Omicidio Macchi: a 24 ore dall’inizio del Processo, almeno per Varese visto che l’intero territorio aspetta da 30 anni esatti di sapere chi ha ucciso Lidia, è stata resa nota la composizione della corte d’assise. Stefano Binda, 50 anni, di Brebbia, ex compagno di liceo di Lidia Macchi, di cui lei forse era innamorata e che avrebbe cercato di salvare dalla dipendenza dalla droga, arrestato il 15 gennaio 2016 con l’accusa di aver assassinato la studentessa, comparirà davanti a una giuria composta prevalentemente da donne.
Una giuria popolare in rosa: 5 donne e 1 uomo.
Il presidente della corte è Orazio Muscato, giudice equilibrato che venerdì scorso ha condannato all’ergastolo Alessandro Argenziano per l’omicidio della moglie Stefania Amalfi e assolse i medici rinviati a giudizio per la morte di Giuseppe Uva.
A latere Cristina Marzagalli, a sua volta giudice equilibrato e finissimo estensore di sentenze. Un processo difficilissimo quello che si aprirà già con le eccezioni preliminari alle 9.30 di domani.
In tutto sono 400 i testimoni che dovrebbero sfilare in aula: il numero dovrebbe scendere a 300 testimoni circa dopo una prima scrematura.
Sono 283 le persone indicate dalla parte civile della famiglia Macchi, 99 quelle della difesa di Binda (avvocati Sergio Martelli e Patrizia Esposito) e 86 quelli del pubblico ministero Gemma Gualdi.
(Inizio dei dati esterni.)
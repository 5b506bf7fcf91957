//! # 数据库模块
//!
//! 数据库连接和迁移管理

use sea_orm::{ConnectOptions, Database, DatabaseConnection};
use sea_orm_migration::MigratorTrait;
use std::time::Duration;
use tracing::{error, info, warn};

use crate::config::DatabaseConfig;
use crate::error::{AppError, Context, Result};

/// 初始化数据库连接
pub async fn init_database(config: &DatabaseConfig) -> Result<DatabaseConnection> {
    // 对于SQLite数据库，同时确保数据库文件的目录存在
    let database_url = config.get_connection_url()?;
    // 非 SQLite 连接串可能含有密码
    let shown: String = if config.is_sqlite() {
        database_url.chars().take(50).collect()
    } else {
        "***".to_string()
    };
    info!("正在连接数据库: {}", shown);

    let mut options = ConnectOptions::new(database_url);
    options
        .max_connections(config.max_connections)
        .connect_timeout(Duration::from_secs(config.connect_timeout))
        .sqlx_logging(false);

    let db = Database::connect(options)
        .await
        .map_err(|e| AppError::database_with_source("数据库连接失败", e))?;

    info!("数据库连接成功");
    Ok(db)
}

/// 运行数据库迁移
pub async fn run_migrations(db: &DatabaseConnection) -> Result<()> {
    info!("开始运行数据库迁移...");

    match ::migration::Migrator::up(db, None).await {
        Ok(()) => {
            info!("数据库迁移完成");
            Ok(())
        }
        Err(e) => {
            error!("数据库迁移失败: {}", e);
            Err(AppError::database_with_source("数据库迁移失败", e))
        }
    }
}

/// 检查数据库状态
pub async fn check_database_status(db: &DatabaseConnection) -> Result<usize> {
    let pending = ::migration::Migrator::get_pending_migrations(db)
        .await
        .context("查询待执行迁移失败")?;

    if pending.is_empty() {
        info!("所有迁移都已应用");
    } else {
        warn!("有 {} 个待应用的迁移", pending.len());
    }

    Ok(pending.len())
}
//! # 测试数据 Fixtures
//!
//! 提供测试用的数据结构和预设数据

use chrono::{NaiveDateTime, Utc};
use entity::users;
use sea_orm::{ActiveModelTrait, DatabaseConnection, Set};

use crate::auth::password::hash_password;
use crate::error::Result;
use crate::subscription::Tier;

/// 测试用户的默认密码
pub const TEST_PASSWORD: &str = "correct-horse-battery";

/// 用户测试数据构建器
pub struct UserFixture {
    pub email: String,
    pub name: Option<String>,
    pub password: String,
    pub is_admin: bool,
    pub email_verified: bool,
    pub tier: String,
    pub status: Option<String>,
    pub customer_id: Option<String>,
    pub subscription_id: Option<String>,
    pub ends_at: Option<NaiveDateTime>,
    pub two_factor_secret: Option<String>,
}

impl Default for UserFixture {
    fn default() -> Self {
        Self {
            email: "seeker@example.com".to_string(),
            name: Some("Test Seeker".to_string()),
            password: TEST_PASSWORD.to_string(),
            is_admin: false,
            email_verified: true,
            tier: Tier::Free.as_str().to_string(),
            status: None,
            customer_id: None,
            subscription_id: None,
            ends_at: None,
            two_factor_secret: None,
        }
    }
}

impl UserFixture {
    /// 创建新的用户 fixture
    #[must_use]
    pub fn new() -> Self {
        Self::default()
    }

    #[must_use]
    pub fn email(mut self, email: &str) -> Self {
        self.email = email.to_string();
        self
    }

    #[must_use]
    pub fn password(mut self, password: &str) -> Self {
        self.password = password.to_string();
        self
    }

    /// 设置为管理员
    #[must_use]
    pub const fn admin(mut self) -> Self {
        self.is_admin = true;
        self
    }

    #[must_use]
    pub const fn unverified(mut self) -> Self {
        self.email_verified = false;
        self
    }

    /// 直接写入等级字符串，可用于测试非规范写法
    #[must_use]
    pub fn tier(mut self, tier: &str) -> Self {
        self.tier = tier.to_string();
        self
    }

    #[must_use]
    pub fn status(mut self, status: &str) -> Self {
        self.status = Some(status.to_string());
        self
    }

    #[must_use]
    pub fn customer_id(mut self, customer_id: &str) -> Self {
        self.customer_id = Some(customer_id.to_string());
        self
    }

    #[must_use]
    pub fn subscription_id(mut self, subscription_id: &str) -> Self {
        self.subscription_id = Some(subscription_id.to_string());
        self
    }

    #[must_use]
    pub const fn ends_at(mut self, ends_at: NaiveDateTime) -> Self {
        self.ends_at = Some(ends_at);
        self
    }

    /// 以给定密钥启用双因素认证
    #[must_use]
    pub fn two_factor(mut self, secret: &str) -> Self {
        self.two_factor_secret = Some(secret.to_string());
        self
    }

    /// 写入数据库并返回模型
    pub async fn insert(self, db: &DatabaseConnection) -> Result<users::Model> {
        let now = Utc::now().naive_utc();
        let user = users::ActiveModel {
            email: Set(self.email),
            name: Set(self.name),
            password_hash: Set(hash_password(&self.password, 4)?),
            is_admin: Set(self.is_admin),
            email_verified: Set(self.email_verified),
            email_verification_token: Set(None),
            subscription_tier: Set(self.tier),
            subscription_status: Set(self.status),
            stripe_customer_id: Set(self.customer_id),
            stripe_subscription_id: Set(self.subscription_id),
            subscription_ends_at: Set(self.ends_at),
            two_factor_enabled: Set(self.two_factor_secret.is_some()),
            two_factor_secret: Set(self.two_factor_secret),
            password_reset_token: Set(None),
            password_reset_expires: Set(None),
            last_login: Set(None),
            created_at: Set(now),
            updated_at: Set(now),
            ..Default::default()
        };
        Ok(user.insert(db).await?)
    }
}
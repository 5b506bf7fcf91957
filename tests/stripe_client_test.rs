//! # Stripe 客户端测试
//!
//! 用 wiremock 模拟 Stripe REST 接口

use house_membership::billing::StripeClient;
use house_membership::config::BillingConfig;
use house_membership::error::AppError;
use house_membership::subscription::Tier;
use house_membership::testing::{UserFixture, create_test_db};
use serde_json::json;
use wiremock::matchers::{body_string_contains, header, method, path};
use wiremock::{Mock, MockServer, ResponseTemplate};

fn client_for(server: &MockServer, secret_key: Option<&str>) -> StripeClient {
    let config = BillingConfig {
        stripe_secret_key: secret_key.map(str::to_string),
        api_base: server.uri(),
        ..BillingConfig::default()
    };
    StripeClient::new(&config, "https://house33.example").unwrap()
}

#[tokio::test]
async fn checkout_session_carries_user_and_tier_metadata() {
    let server = MockServer::start().await;
    Mock::given(method("POST"))
        .and(path("/v1/checkout/sessions"))
        .and(header("authorization", "Bearer sk_test_123"))
        .and(body_string_contains("metadata%5Btier%5D=initiate"))
        .and(body_string_contains("customer_email=seeker%40example.com"))
        .and(body_string_contains("price_1QInitiateMonthly33rdHouse"))
        .respond_with(ResponseTemplate::new(200).set_body_json(json!({
            "id": "cs_test_abc",
            "url": "https://checkout.stripe.com/c/pay/cs_test_abc",
        })))
        .expect(1)
        .mount(&server)
        .await;

    let db = create_test_db().await.unwrap();
    let user = UserFixture::new().insert(&db).await.unwrap();
    let stripe = client_for(&server, Some("sk_test_123"));

    let session = stripe.create_checkout_session(&user, Tier::Initiate).await.unwrap();
    assert_eq!(session.id, "cs_test_abc");
    assert!(session.url.unwrap().contains("cs_test_abc"));
}

#[tokio::test]
async fn existing_customer_is_reused() {
    let server = MockServer::start().await;
    Mock::given(method("POST"))
        .and(path("/v1/checkout/sessions"))
        .and(body_string_contains("customer=cus_existing"))
        .respond_with(ResponseTemplate::new(200).set_body_json(json!({ "id": "cs_2", "url": null })))
        .expect(1)
        .mount(&server)
        .await;

    let db = create_test_db().await.unwrap();
    let user = UserFixture::new().customer_id("cus_existing").insert(&db).await.unwrap();
    let session = client_for(&server, Some("sk_test_123"))
        .create_checkout_session(&user, Tier::Elder)
        .await
        .unwrap();
    assert_eq!(session.url, None);
}

#[tokio::test]
async fn stripe_errors_surface_as_billing_errors() {
    let server = MockServer::start().await;
    Mock::given(method("POST"))
        .respond_with(ResponseTemplate::new(400).set_body_json(json!({
            "error": { "message": "No such price: 'price_1QSeekerMonthly33rdHouse'" }
        })))
        .mount(&server)
        .await;

    let db = create_test_db().await.unwrap();
    let user = UserFixture::new().insert(&db).await.unwrap();
    let err = client_for(&server, Some("sk_test_123"))
        .create_checkout_session(&user, Tier::Seeker)
        .await
        .unwrap_err();
    match err {
        AppError::Billing { message, .. } => assert!(message.contains("No such price")),
        other => panic!("unexpected error: {other:?}"),
    }
}

#[tokio::test]
async fn missing_key_and_free_tier_are_rejected_locally() {
    let server = MockServer::start().await;
    let db = create_test_db().await.unwrap();
    let user = UserFixture::new().insert(&db).await.unwrap();

    let unconfigured = client_for(&server, None);
    assert!(!unconfigured.is_configured());
    assert!(matches!(
        unconfigured.create_checkout_session(&user, Tier::Seeker).await,
        Err(AppError::Config { .. })
    ));

    let configured = client_for(&server, Some("sk_test_123"));
    assert!(matches!(
        configured.create_checkout_session(&user, Tier::Free).await,
        Err(AppError::Validation { .. })
    ));
    assert!(server.received_requests().await.unwrap().is_empty());
}

#[tokio::test]
async fn seed_products_creates_one_price_per_paid_tier() {
    let server = MockServer::start().await;
    Mock::given(method("POST"))
        .and(path("/v1/products"))
        .respond_with(ResponseTemplate::new(200).set_body_json(json!({ "id": "prod_1" })))
        .expect(3)
        .mount(&server)
        .await;
    Mock::given(method("POST"))
        .and(path("/v1/prices"))
        .and(body_string_contains("recurring%5Binterval%5D=month"))
        .respond_with(ResponseTemplate::new(200).set_body_json(json!({ "id": "price_1" })))
        .expect(3)
        .mount(&server)
        .await;

    let seeded = client_for(&server, Some("sk_test_123")).seed_products().await.unwrap();
    let tiers: Vec<_> = seeded.iter().map(|product| product.tier).collect();
    assert_eq!(tiers, vec![Tier::Seeker, Tier::Initiate, Tier::Elder]);
    assert_eq!(seeded[0].unit_amount, 999);
    assert_eq!(seeded[2].unit_amount, 4999);
}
In realtà diversi nomi nelle liste dei testi si ripetono e dunque per avere il numero complessivo non si possono sommare tutte queste cifre. Tra le persone citate vi sono poliziotti, medici, genetisti, biologi. Una parte del processo sarà dedicata alla perizia grafologica sulla prova che l’accusa considera decisiva e cioè la poesia “In morte di un’amica” che sarebbe stata scritta da Stefano Binda e che descriverebbe la scena del delitto.
Secondo l’accusa Binda violentò Lidia e poi la uccise con 29 coltellate non sopportando il peso di quel rapporto sessuale. In realtà non c’è priva della violenza carnale: Lidia Macchi, quella notte del 5 gennaio 1987, ebbe sì un rapporto sessuale ma che avrebbe potuto essere consenziente.
Il medico legale che all’epoca eseguì l’autopsia non segnalò traumi che avrebbero potuto far pensare ad uno stupro.
Quello, in ogni caso, sarebbe stato il primo rapporto sessuale della ragazza e certo potrebbe avere molto a che vedere con il suo brutale omicidio. La parte civile (avvocato Daniele Pizzi) ha citato anche gli investigatori dell’epoca.
Inoltre ha cercato di rintracciare più persone possibile tra quelle che nel gennaio del 1987 si trovavano alla gita di Comunione e liberazione, a Pragelato, dove Binda afferma di essere stato il giorno della morte della ragazza. Pizzi ha anche indicato nella lista testi il gip che nel 2000 ordinò la distruzione delle prove raccolte in archivio in relazione al caso: tra queste anche i vetrini con lo sperma raccolto 30 anni dal cadavere di Lidia che oggi, attraverso l’analisi del Dna, avrebbero potuto quanto meno dare indicazioni certe.